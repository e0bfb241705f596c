//! Commands: every user intent the playback core understands.

#[derive(Debug, Clone, PartialEq, Eq)]
pub enum Command {
    // ── Selection ────────────────────────────────────────────────────────────
    SelectNext,
    SelectPrevious,
    /// 1-based station number as typed by the user.
    SelectByNumber(usize),
    SelectRandom,

    // ── Playback ─────────────────────────────────────────────────────────────
    TogglePlayPause,
    Stop,
    VolumeUp,
    VolumeDown,
    ToggleMute,

    // ── UI / ambient ─────────────────────────────────────────────────────────
    ToggleNotifications,
    ToggleLogging,
    /// Number-entry buffer changed; `None` leaves number mode.
    NumberEntry(Option<String>),
    Quit,
}
use std::fs;
use std::io;
use std::path::Path;

use super::model::{Maze, Position, Tile};

/// Section boundary between map rows and annotation lines.
const SECTION_SENTINEL: &str = "==========";

/////////////////////////////
/// MAP PARSER FUNCTIONS  ///
/////////////////////////////

/// Public API: load a maze from a map file on disk.
pub fn load_maze_from_file(path: &Path) -> io::Result<Maze> {
    let contents = fs::read_to_string(path)?;
    load_maze_from_str(&contents)
}

/// Parse a two-section map description: grid rows, then a ten-`=` sentinel
/// line, then sparse `<x>,<y> <flavor text>` annotation lines.
///
/// Rows need not be equal length; the grid width is the widest row and
/// short rows are padded with passable space tiles. Any line equal to the
/// sentinel is consumed as a separator and is never data: the first one
/// switches sections, later ones are skipped.
pub fn load_maze_from_str(contents: &str) -> io::Result<Maze> {
    let mut map_rows: Vec<&str> = Vec::new();
    let mut annotation_lines: Vec<&str> = Vec::new();
    let mut in_map = true;

    // `lines()` already strips both LF and CRLF endings.
    for line in contents.lines() {
        if line == SECTION_SENTINEL {
            in_map = false;
            continue;
        }
        if in_map {
            map_rows.push(line);
        } else {
            annotation_lines.push(line);
        }
    }

    if map_rows.is_empty() {
        return Err(io::Error::new(
            io::ErrorKind::InvalidData,
            "map description has no rows",
        ));
    }

    let width = map_rows.iter().map(|r| r.chars().count()).max().unwrap_or(0);
    let height = map_rows.len();

    if width == 0 {
        return Err(io::Error::new(
            io::ErrorKind::InvalidData,
            "map rows are all empty",
        ));
    }

    let mut tiles: Vec<Tile> = Vec::with_capacity(width * height);
    let mut player = Position { x: 0, y: 0 };

    for (y, row) in map_rows.iter().enumerate() {
        let mut symbols = row.chars();
        for x in 0..width {
            let symbol = symbols.next().unwrap_or(' ');

            // The start glyph seeds the player position but stays an
            // ordinary passable tile. Last one wins in row-major order.
            if symbol == 'S' {
                player = Position { x, y };
            }

            tiles.push(Tile::from_symbol(symbol));
        }
    }

    let mut maze = Maze::new(width, height, tiles, player);

    for line in annotation_lines {
        if let Some((x, y, text)) = parse_annotation(line) {
            // Out-of-bounds targets are silently dropped, same as
            // malformed lines. A later annotation for the same tile wins.
            if maze.in_bounds(x, y) {
                maze.tile_at_mut(x as usize, y as usize).flavor_text = Some(text.to_string());
            }
        }
    }

    Ok(maze)
}

/// `"<x>,<y> <freeform text>"`. The text after the first space is kept
/// verbatim, internal spaces included. Returns None for malformed lines.
fn parse_annotation(line: &str) -> Option<(i64, i64, &str)> {
    let (prefix, text) = line.split_once(' ')?;
    let (x_raw, y_raw) = prefix.split_once(',')?;
    let x = x_raw.trim().parse::<i64>().ok()?;
    let y = y_raw.trim().parse::<i64>().ok()?;
    Some((x, y, text))
}
use crate::engine::output::Output;
use crate::engine::render::render_frame;
use crate::maze::Maze;

/// The four grid directions. Command tokens are matched exactly and
/// case-sensitively; there are no abbreviations.
#[derive(Debug, Clone, Copy, PartialEq, Eq)]
pub enum Direction {
    North,
    South,
    East,
    West,
}

impl Direction {
    pub fn parse(token: &str) -> Option<Direction> {
        match token {
            "north" => Some(Direction::North),
            "south" => Some(Direction::South),
            "east" => Some(Direction::East),
            "west" => Some(Direction::West),
            _ => None,
        }
    }

    /// `(dx, dy)` with y growing southward, the map's row order.
    pub fn offset(self) -> (i64, i64) {
        match self {
            Direction::North => (0, -1),
            Direction::South => (0, 1),
            Direction::East => (1, 0),
            Direction::West => (-1, 0),
        }
    }
}

/// Apply one movement command. Returns false if the token is not a
/// direction at all; true once the command has been fully handled.
///
/// This is the one place that checks bounds and walls: a boundary
/// violation reports without re-rendering, a wall reports and re-renders
/// the unchanged frame, and a legal step commits the move, marks the tile
/// discovered, renders, and echoes the tile's flavor text (or the generic
/// moved message).
pub fn try_handle_movement(
    out: &mut Output,
    maze: &mut Maze,
    token: &str,
    show_all: bool,
) -> bool {
    let Some(dir) = Direction::parse(token) else {
        return false;
    };

    let (dx, dy) = dir.offset();
    let nx = maze.player.x as i64 + dx;
    let ny = maze.player.y as i64 + dy;

    if !maze.in_bounds(nx, ny) {
        out.say("You can't move outside the map!");
        return true;
    }

    let (nx, ny) = (nx as usize, ny as usize);

    if maze.tile_at(nx, ny).is_wall {
        out.say("There's a wall there!");
        out.frame(render_frame(maze, show_all));
        return true;
    }

    do_move(out, maze, nx, ny, show_all);
    true
}

fn do_move(out: &mut Output, maze: &mut Maze, x: usize, y: usize, show_all: bool) {
    maze.move_player_to(x, y);
    maze.mark_discovered(x, y);
    out.frame(render_frame(maze, show_all));

    match &maze.tile_at(x, y).flavor_text {
        Some(text) => out.say(text.clone()),
        None => out.say("You moved to a new location."),
    }
}

#[cfg(test)]
mod test {
    use super::*;
    use crate::engine::output::OutputBlock;
    use crate::maze::{Position, load_maze_from_str};

    fn texts(out: &Output) -> Vec<&str> {
        out.blocks
            .iter()
            .filter_map(|b| match b {
                OutputBlock::Text(s) => Some(s.as_str()),
                _ => None,
            })
            .collect()
    }

    fn frame_count(out: &Output) -> usize {
        out.blocks
            .iter()
            .filter(|b| matches!(b, OutputBlock::Frame(_)))
            .count()
    }

    #[test]
    fn token_parsing_is_exact_and_case_sensitive() {
        assert_eq!(Direction::parse("north"), Some(Direction::North));
        assert_eq!(Direction::parse("North"), None);
        assert_eq!(Direction::parse("n"), None);
        assert_eq!(Direction::parse("northward"), None);
    }

    #[test]
    fn boundary_violation_reports_without_rendering() {
        let mut maze = load_maze_from_str("S.\n..\n==========\n").unwrap();
        let mut out = Output::new();

        assert!(try_handle_movement(&mut out, &mut maze, "west", false));

        assert_eq!(maze.player, Position { x: 0, y: 0 });
        assert_eq!(texts(&out), vec!["You can't move outside the map!"]);
        assert_eq!(frame_count(&out), 0);
    }

    #[test]
    fn wall_blocks_and_rerenders() {
        let mut maze = load_maze_from_str("S|\n..\n==========\n").unwrap();
        maze.mark_discovered(0, 0);
        let mut out = Output::new();

        assert!(try_handle_movement(&mut out, &mut maze, "east", false));

        assert_eq!(maze.player, Position { x: 0, y: 0 });
        assert_eq!(texts(&out), vec!["There's a wall there!"]);
        assert_eq!(frame_count(&out), 1);
        // The wall tile was not discovered by bumping into it.
        assert!(!maze.tile_at(1, 0).is_discovered);
        // Message comes before the unchanged frame.
        assert!(matches!(out.blocks[0], OutputBlock::Text(_)));
    }

    #[test]
    fn successful_move_discovers_and_uses_generic_message() {
        let mut maze = load_maze_from_str("S.\n..\n==========\n").unwrap();
        maze.mark_discovered(0, 0);
        let mut out = Output::new();

        assert!(try_handle_movement(&mut out, &mut maze, "east", false));

        assert_eq!(maze.player, Position { x: 1, y: 0 });
        assert!(maze.tile_at(1, 0).is_discovered);
        assert_eq!(texts(&out), vec!["You moved to a new location."]);
        // Frame first, then the message.
        assert!(matches!(out.blocks[0], OutputBlock::Frame(_)));
    }

    #[test]
    fn flavor_text_is_echoed_verbatim() {
        let mut maze =
            load_maze_from_str("S.\n..\n==========\n1,0 A torch flickers.\n").unwrap();
        maze.mark_discovered(0, 0);
        let mut out = Output::new();

        try_handle_movement(&mut out, &mut maze, "east", false);

        assert_eq!(texts(&out), vec!["A torch flickers."]);
    }

    #[test]
    fn all_four_directions_step_one_cell() {
        let mut maze = load_maze_from_str("...\n.S.\n...\n==========\n").unwrap();
        let mut out = Output::new();

        try_handle_movement(&mut out, &mut maze, "north", false);
        assert_eq!(maze.player, Position { x: 1, y: 0 });
        try_handle_movement(&mut out, &mut maze, "south", false);
        assert_eq!(maze.player, Position { x: 1, y: 1 });
        try_handle_movement(&mut out, &mut maze, "east", false);
        assert_eq!(maze.player, Position { x: 2, y: 1 });
        try_handle_movement(&mut out, &mut maze, "west", false);
        assert_eq!(maze.player, Position { x: 1, y: 1 });
    }

    #[test]
    fn non_direction_tokens_are_not_handled() {
        let mut maze = load_maze_from_str("S.\n==========\n").unwrap();
        let mut out = Output::new();
        assert!(!try_handle_movement(&mut out, &mut maze, "look", false));
        assert!(!try_handle_movement(&mut out, &mut maze, "dance", false));
        assert!(out.blocks.is_empty());
    }
}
+ + + + + + +
• _What you should do_
The answer consists of the lines above that include the word "derive", each copied exactly.

• _Answer box_
#[derive(Debug, Clone, PartialEq, Eq)]
#[derive(Debug, Clone, Copy, PartialEq, Eq)]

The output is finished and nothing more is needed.